Mohon tunggu...
Akhmad Faishal
Akhmad Faishal Mohon Tunggu... Administrasi - Suka nonton Film (Streaming)

Seorang pembaca buku sastra (dan suasana sekitar) yang masih amatiran.

Selanjutnya

Tutup

Humaniora Pilihan

Analisis yang Tanggung dalam Sebuah Esai

14 Maret 2018   11:09 Diperbarui: 14 Maret 2018   11:13 319
+
Laporkan Konten
Laporkan Akun
Kompasiana adalah platform blog. Konten ini menjadi tanggung jawab bloger dan tidak mewakili pandangan redaksi Kompas.
Lihat foto
Bagikan ide kreativitasmu dalam bentuk konten di Kompasiana | Sumber gambar: Freepik

Terus terang penulis merasa bangga dan takjub terhadap serial komik kartun Detective Conan (Sinichi Kudo). Seorang tokoh animasi yang digarap oleh Aoyama Gosho sejak kemunculan pertama kalinya pada tahun 1994 di Jepang. Garapannya yang menarik dan menguraikan masalah beserta analisis tajamnya untuk mengungkap siapa pelaku telah membuatnya terkenal seantero bumi. Itu sungguh hebat dan bagaimana tidak hebat, sekarang serial komik Detective Conan sudah sampai pada episode ke-1000-nya.

Dan sejak 23 tahun lalu sampai saat ini telah mampu mengungkap ratusan pelaku baik kejahatan, semi kejahatan atau non-kejahatan. Conan---yang juga tubuh kecil dari Sinichi Kudo---dan tentu saja Aoyama Gosho---menggunakan detail analisis yang demikian kompleks, mulai hulu hingga hilir, memperjelas aspek yang belum jelas. Lalu, hal itu juga didukung dengan penemuan bukti konkret atau menjebak pelaku untuk mengatakan hal sebenarnya apabila bukti yang dipunyainya dirasa kurang kuat. Memang, ada beberapa dalam serial komik itu ada tokoh yang belum tertangkap atau belum diungkapkan seperti dalang dibalik kelompok baju hitam. Namun, telah diungkapkan oleh Aoyama siapa dalangnya menginjak episode ke seribunya ini.

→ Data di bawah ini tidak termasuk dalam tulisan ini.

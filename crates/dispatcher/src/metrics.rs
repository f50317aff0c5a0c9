//! Dispatcher and sink counters for observability
//!
//! Shared through `Arc` so they stay readable after the dispatcher has been
//! moved into a frame source callback.

use std::sync::atomic::{AtomicU64, AtomicUsize, Ordering};

/// Counters for one dispatcher
#[derive(Debug, Default)]
pub struct DispatchMetrics {
    frames: AtomicU64,
    publish_count: AtomicU64,
    failure_count: AtomicU64,
    channels_created: AtomicU64,
}

impl DispatchMetrics {
    pub fn new() -> Self {
        Self::default()
    }

    pub fn frames(&self) -> u64 {
        self.frames.load(Ordering::Relaxed)
    }

    pub fn inc_frames(&self) {
        self.frames.fetch_add(1, Ordering::Relaxed);
    }

    /// Successful publishes
    pub fn publish_count(&self) -> u64 {
        self.publish_count.load(Ordering::Relaxed)
    }

    pub fn inc_publish_count(&self) {
        self.publish_count.fetch_add(1, Ordering::Relaxed);
    }

    /// Per-entity advertise or publish failures
    pub fn failure_count(&self) -> u64 {
        self.failure_count.load(Ordering::Relaxed)
    }

    pub fn inc_failure_count(&self) {
        self.failure_count.fetch_add(1, Ordering::Relaxed);
    }

    pub fn channels_created(&self) -> u64 {
        self.channels_created.load(Ordering::Relaxed)
    }

    pub fn add_channels_created(&self, n: u64) {
        self.channels_created.fetch_add(n, Ordering::Relaxed);
    }

    pub fn snapshot(&self) -> DispatchMetricsSnapshot {
        DispatchMetricsSnapshot {
            frames: self.frames(),
            publish_count: self.publish_count(),
            failure_count: self.failure_count(),
            channels_created: self.channels_created(),
        }
    }
}

/// Snapshot of dispatcher metrics (for reporting)
#[derive(Debug, Clone, Copy, Default, PartialEq, Eq)]
pub struct DispatchMetricsSnapshot {
    pub frames: u64,
    pub publish_count: u64,
    pub failure_count: u64,
    pub channels_created: u64,
}

/// Metrics for a single queued sink
#[derive(Debug, Default)]
pub struct SinkMetrics {
    /// Current queue length
    queue_len: AtomicUsize,
    /// Total successful writes
    write_count: AtomicU64,
    /// Total write failures
    failure_count: AtomicU64,
    /// Total envelopes dropped due to full queue
    dropped_count: AtomicU64,
}

impl SinkMetrics {
    pub fn new() -> Self {
        Self::default()
    }

    pub fn queue_len(&self) -> usize {
        self.queue_len.load(Ordering::Relaxed)
    }

    pub fn set_queue_len(&self, len: usize) {
        self.queue_len.store(len, Ordering::Relaxed);
    }

    pub fn write_count(&self) -> u64 {
        self.write_count.load(Ordering::Relaxed)
    }

    pub fn inc_write_count(&self) {
        self.write_count.fetch_add(1, Ordering::Relaxed);
    }

    pub fn failure_count(&self) -> u64 {
        self.failure_count.load(Ordering::Relaxed)
    }

    pub fn inc_failure_count(&self) {
        self.failure_count.fetch_add(1, Ordering::Relaxed);
    }

    pub fn dropped_count(&self) -> u64 {
        self.dropped_count.load(Ordering::Relaxed)
    }

    pub fn inc_dropped_count(&self) {
        self.dropped_count.fetch_add(1, Ordering::Relaxed);
    }

    pub fn snapshot(&self) -> MetricsSnapshot {
        MetricsSnapshot {
            queue_len: self.queue_len(),
            write_count: self.write_count(),
            failure_count: self.failure_count(),
            dropped_count: self.dropped_count(),
        }
    }
}

/// Snapshot of sink metrics (for reporting)
#[derive(Debug, Clone, Copy)]
pub struct MetricsSnapshot {
    pub queue_len: usize,
    pub write_count: u64,
    pub failure_count: u64,
    pub dropped_count: u64,
}
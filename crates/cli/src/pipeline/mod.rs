//! Relay orchestration module.

mod relay;
mod stats;

pub use relay::{Relay, RelayConfig};
pub use stats::RelayStats;
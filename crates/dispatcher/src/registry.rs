//! ChannelRegistry - entity identity to channel handle
//!
//! Arena + index: handles live in a `Vec` in creation order, and a
//! `HashMap` maps each key to its arena slot. Entries are never removed or
//! reassigned, so a key resolves to the same handle for the lifetime of the
//! registry.

use std::collections::HashMap;

use contracts::{
    ChannelHandle, ChannelKey, ChannelKind, ContractError, PointStamped, PoseStamped,
    TransportSink, VisualizationMarker,
};
use tracing::{debug, info};

/// Default topic namespace
pub const DEFAULT_NAMESPACE: &str = "mocap";

/// Topic naming for a namespace
///
/// - rigid body `i` → `/<ns>/rigid_bodies/<i>/pose`
/// - standalone marker `id` → `/<ns>/markers/<id>`
/// - aggregate visualization → `/<ns>/markers/vis`
#[derive(Debug, Clone, PartialEq, Eq)]
pub struct TopicScheme {
    prefix: String,
}

impl TopicScheme {
    /// Surrounding slashes are ignored; an empty namespace puts topics at the root.
    pub fn new(namespace: &str) -> Self {
        let trimmed = namespace.trim_matches('/');
        let prefix = if trimmed.is_empty() {
            String::new()
        } else {
            format!("/{}", trimmed)
        };
        Self { prefix }
    }

    pub fn topic_for(&self, key: ChannelKey) -> String {
        match key {
            ChannelKey::RigidBody(index) => format!("{}/rigid_bodies/{}/pose", self.prefix, index),
            ChannelKey::Marker(id) => format!("{}/markers/{}", self.prefix, id),
        }
    }

    pub fn visualization_topic(&self) -> String {
        format!("{}/markers/vis", self.prefix)
    }
}

impl Default for TopicScheme {
    fn default() -> Self {
        Self::new(DEFAULT_NAMESPACE)
    }
}

fn message_type_for(kind: ChannelKind) -> &'static str {
    match kind {
        ChannelKind::RigidBody => PoseStamped::TYPE_NAME,
        ChannelKind::Marker => PointStamped::TYPE_NAME,
    }
}

#[derive(Debug)]
struct Entry {
    /// `None` for the unkeyed aggregate channel
    key: Option<ChannelKey>,
    handle: ChannelHandle,
}

/// Grow-only map from entity identity to channel
#[derive(Debug, Default)]
pub struct ChannelRegistry {
    scheme: TopicScheme,
    arena: Vec<Entry>,
    index: HashMap<ChannelKey, usize>,
    visualization: Option<usize>,
}

impl ChannelRegistry {
    pub fn new(scheme: TopicScheme) -> Self {
        Self {
            scheme,
            arena: Vec::new(),
            index: HashMap::new(),
            visualization: None,
        }
    }

    pub fn scheme(&self) -> &TopicScheme {
        &self.scheme
    }

    /// Return the channel for `key`, advertising it on first use.
    ///
    /// Nothing is stored when advertising fails, so the next call retries.
    ///
    /// # Errors
    /// Propagates the sink's advertise error
    pub fn ensure<S>(
        &mut self,
        key: ChannelKey,
        sink: &mut S,
    ) -> Result<ChannelHandle, ContractError>
    where
        S: TransportSink + ?Sized,
    {
        if let Some(&slot) = self.index.get(&key) {
            return Ok(self.arena[slot].handle.clone());
        }

        let handle = ChannelHandle::new(self.arena.len(), self.scheme.topic_for(key));
        sink.advertise(&handle, message_type_for(key.kind()))?;

        self.index.insert(key, handle.slot());
        self.arena.push(Entry {
            key: Some(key),
            handle: handle.clone(),
        });

        observability::record_channel_created(key.kind());
        info!(
            sink = %sink.name(),
            key = %key,
            topic = %handle,
            "Channel created"
        );

        Ok(handle)
    }

    /// Return the aggregate visualization channel, advertising it on first use.
    pub fn ensure_visualization<S>(
        &mut self,
        sink: &mut S,
    ) -> Result<ChannelHandle, ContractError>
    where
        S: TransportSink + ?Sized,
    {
        if let Some(slot) = self.visualization {
            return Ok(self.arena[slot].handle.clone());
        }

        let handle = ChannelHandle::new(self.arena.len(), self.scheme.visualization_topic());
        sink.advertise(&handle, VisualizationMarker::TYPE_NAME)?;

        self.visualization = Some(handle.slot());
        self.arena.push(Entry {
            key: None,
            handle: handle.clone(),
        });

        debug!(sink = %sink.name(), topic = %handle, "Visualization channel created");

        Ok(handle)
    }

    /// Look up without creating
    pub fn get(&self, key: ChannelKey) -> Option<&ChannelHandle> {
        self.index.get(&key).map(|&slot| &self.arena[slot].handle)
    }

    pub fn visualization(&self) -> Option<&ChannelHandle> {
        self.visualization.map(|slot| &self.arena[slot].handle)
    }

    /// Number of keyed channels
    pub fn len(&self) -> usize {
        self.index.len()
    }

    pub fn is_empty(&self) -> bool {
        self.index.is_empty()
    }

    /// Number of keyed channels of one kind
    pub fn count(&self, kind: ChannelKind) -> usize {
        self.index.keys().filter(|k| k.kind() == kind).count()
    }

    /// Keyed channels in creation order
    pub fn iter(&self) -> impl Iterator<Item = (ChannelKey, &ChannelHandle)> {
        self.arena
            .iter()
            .filter_map(|entry| entry.key.map(|key| (key, &entry.handle)))
    }
}

#[cfg(test)]
mod tests {
    use super::*;
    use crate::sinks::MemorySink;

    #[test]
    fn test_topic_scheme() {
        let scheme = TopicScheme::new("/mocap/");
        assert_eq!(scheme.topic_for(ChannelKey::RigidBody(3)), "/mocap/rigid_bodies/3/pose");
        assert_eq!(scheme.topic_for(ChannelKey::Marker(12)), "/mocap/markers/12");
        assert_eq!(scheme.visualization_topic(), "/mocap/markers/vis");

        let root = TopicScheme::new("");
        assert_eq!(root.topic_for(ChannelKey::Marker(1)), "/markers/1");
    }

    #[test]
    fn test_ensure_creates_once() {
        let mut registry = ChannelRegistry::default();
        let mut sink = MemorySink::new("mem");

        let first = registry.ensure(ChannelKey::RigidBody(0), &mut sink).unwrap();
        let second = registry.ensure(ChannelKey::RigidBody(0), &mut sink).unwrap();

        assert_eq!(first, second);
        assert_eq!(registry.len(), 1);
        assert_eq!(sink.advertised().len(), 1);
        assert_eq!(sink.advertised()[0].message_type, PoseStamped::TYPE_NAME);
    }

    #[test]
    fn test_kinds_are_separate_namespaces() {
        let mut registry = ChannelRegistry::default();
        let mut sink = MemorySink::new("mem");

        let body = registry.ensure(ChannelKey::RigidBody(1), &mut sink).unwrap();
        let marker = registry.ensure(ChannelKey::Marker(1), &mut sink).unwrap();

        assert_ne!(body, marker);
        assert_eq!(registry.count(ChannelKind::RigidBody), 1);
        assert_eq!(registry.count(ChannelKind::Marker), 1);
        assert_eq!(sink.advertised()[1].message_type, PointStamped::TYPE_NAME);
    }

    #[test]
    fn test_failed_advertise_is_not_stored() {
        let mut registry = ChannelRegistry::default();
        let mut sink = MemorySink::new("mem");
        sink.fail_advertise_on("/mocap/markers/5");

        let result = registry.ensure(ChannelKey::Marker(5), &mut sink);
        assert!(matches!(result, Err(ContractError::Advertise { .. })));
        assert!(registry.get(ChannelKey::Marker(5)).is_none());

        sink.clear_failures();
        let handle = registry.ensure(ChannelKey::Marker(5), &mut sink).unwrap();
        assert_eq!(handle.topic(), "/mocap/markers/5");
        assert_eq!(registry.len(), 1);
    }

    #[test]
    fn test_visualization_channel_is_unkeyed() {
        let mut registry = ChannelRegistry::default();
        let mut sink = MemorySink::new("mem");

        let vis = registry.ensure_visualization(&mut sink).unwrap();
        let again = registry.ensure_visualization(&mut sink).unwrap();
        let body = registry.ensure(ChannelKey::RigidBody(0), &mut sink).unwrap();

        assert_eq!(vis, again);
        assert_eq!(vis.topic(), "/mocap/markers/vis");
        assert_ne!(vis.slot(), body.slot());
        assert_eq!(registry.len(), 1);
        assert_eq!(sink.advertised().len(), 2);
    }

    #[test]
    fn test_iter_in_creation_order() {
        let mut registry = ChannelRegistry::default();
        let mut sink = MemorySink::new("mem");

        registry.ensure(ChannelKey::Marker(9), &mut sink).unwrap();
        registry.ensure_visualization(&mut sink).unwrap();
        registry.ensure(ChannelKey::RigidBody(0), &mut sink).unwrap();

        let keys: Vec<ChannelKey> = registry.iter().map(|(k, _)| k).collect();
        assert_eq!(keys, vec![ChannelKey::Marker(9), ChannelKey::RigidBody(0)]);
    }
}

Dengan analisis tajam yang mengarah pada pelaku disertai bukti kuat yang membuatnya tertunduk tak mampu membalikkan keadaan, Conan---tentu saja Sinichi---membuat kita puas untuk menyaksikan pertunjukan analisis. Terlebih, dia tak berlindung dalam sebuah hadist, "Dan barang siapa yang menutupi (aib) seorang muslim, maka Allah akan menutupi (aibnya) di dunia dan akhirat". Itu hadist sahih dari HR Tirmidzi yang banyak dikutip oleh para mubaligh, mengingat banyak kejadian buruk yang menimpa atau sedang dilakukan oleh kenalan mereka.

Dan menurut penulis, hadist tersebut ditujukan pada mereka yang tanpa sengaja melakukan sesuatu yang salah. Bukan karena sengaja, atau pura-pura tidak sengaja melakukan sesuatu yang keliru (salah). Oleh sebab itu, tak perlu ragu jika kenalan atau sahabat melakukan tindakan kejahatan dan memang pantas untuk diungkapkan.

Nah, mengenai hal itu ada tulisan yang menarik pada Jawapos hari Jum'at (23/2). Yakni, tulisan Choirul Anam yakni "Pada 1998, Ninja Dulu, Baru Orang Gila" dan Munawir Aziz "Teror Kiai dan Politik Kecemasan". Dua-duanya menulis dengan argumentasi yang bagus, dibangun melalui pengalaman pribadi penulis dan analisa pada kejadian-kejadian sekarang ini lalu dihubungkan dengan rekam jejak kejadian di masa lalu. Tapi, dari segi kesimpulan dan bagian-bagian terakhir tulisan mereka salah satunya tidak memberikan kepuasan setelah membacanya.

Yaitu tulisan Choirul Anam, karena pada tulisannya terdapat poin dimana ia tidak mengungkapkan siapa sesungguhnya pelaku kejahatan itu. Tentu, ini sama seperti tokoh atau pejabat publik yang telah memberikan analisis kuat, berbicara panjang lebar tapi ternyata pada bagian akhir menggantung. Ia tidak mengungkapkan dengan jelas apa buktinya, siapa pelaku dan sebagainya. Menurut penulis, ini membuat publik kecewa lantaran ingin tahu juga siapa sesungguhnya pelakunya.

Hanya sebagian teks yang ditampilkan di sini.